Local volunteers are to meet Saturday to launch a petition drive to try to get the 63,186 signatures of registered voters needed to get Mr. Perot's name on the Nov. 3 general election ballot.

"This is a real grass-roots movement," said Jim Kudzal, a Charles County engineer who was among the earliest volunteers. "This is going to be a kickoff meeting for anyone who is interested in helping to get Ross Perot on the ballot in Maryland."

The meeting is scheduled from 2 p.m. to 4 p.m. Saturday at the Ramada Inn in Parole, an Annapolis suburb. Mr. Perot, 61, is a 1953 graduate of the Naval Academy.

State election officials must receive the signatures by Aug. 3 for Mr. Perot's name to appear on the ballot, according to state elections board officials.

Don Shirley, 48, Mr. Perot's campaign coordinator in Houston, said the Maryland petition drive "is one of the fires we have breaking out all over the country. . . . it's the most exciting thing I've ever been in on."

The Maryland drive is being organized by Joan Stallings of Epping Forest, who has known Mr. Perot since 1969 when she was the first president of the National League of Families, made up of relatives of servicemen missing in Vietnam.

Her first husband, Air Force Col. Bobby Vinson, was shot down over Vietnam in April 1968.

Mrs. Stallings said Mr. Perot organized an expedition to Paris in December 1969 for relatives to try to meet with representatives of what was then North Vietnam to request information about men who were missing in action.

Since then, Mrs. Stallings said she has written Mr. Perot several times urging him to run for president. When he announced on a radio talk show last Tuesday that he would run this year if his name appeared on the ballot in all 50 states, she said she immediately called his Texas offices to volunteer as Maryland coordinator.

Mrs. Stallings said she attended Mr. Perot's speech last Wednesday at the National Press Club in Washington where he repeated his decision. The Texan told the Los Angeles Times that he was prepared to spend $50 million to $100 million "or whatever it takes" to finance his campaign.

Mr. Perot has been a frequent critic of the Bush administration.

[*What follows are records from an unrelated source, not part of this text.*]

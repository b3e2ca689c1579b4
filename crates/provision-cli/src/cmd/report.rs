use crate::output::print_json;
use anyhow::Context;
use provision_core::{paths, report::DeploymentReport};
use std::path::Path;

pub fn run(root: &Path, json: bool) -> anyhow::Result<()> {
    let dir = paths::deployments_dir(root);
    let report = DeploymentReport::latest(&dir)
        .context("failed to read deployment reports")?
        .ok_or_else(|| anyhow::anyhow!("no deployment report found; run 'provision deploy' first"))?;

    if json {
        return print_json(&report);
    }
    print!("{}", report.to_markdown());
    Ok(())
}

Mr. Kudzal, of Waldorf, said he had been "close to" supporting former Democratic Sen. Paul E. Tsongas of Massachusetts, who has withdrawn from the race. He said he did not support any of the other declared candidates.

"Then I saw Mr. Perot's speech on C-Span Wednesday, and I was really impressed. Mr. Perot gave answers that made sense," Mr. Kudzal said.

In that speech, Mr. Perot urged drastic action to reduce the federal deficit, to re-establish U.S. international competitiveness and to overhaul the educational system.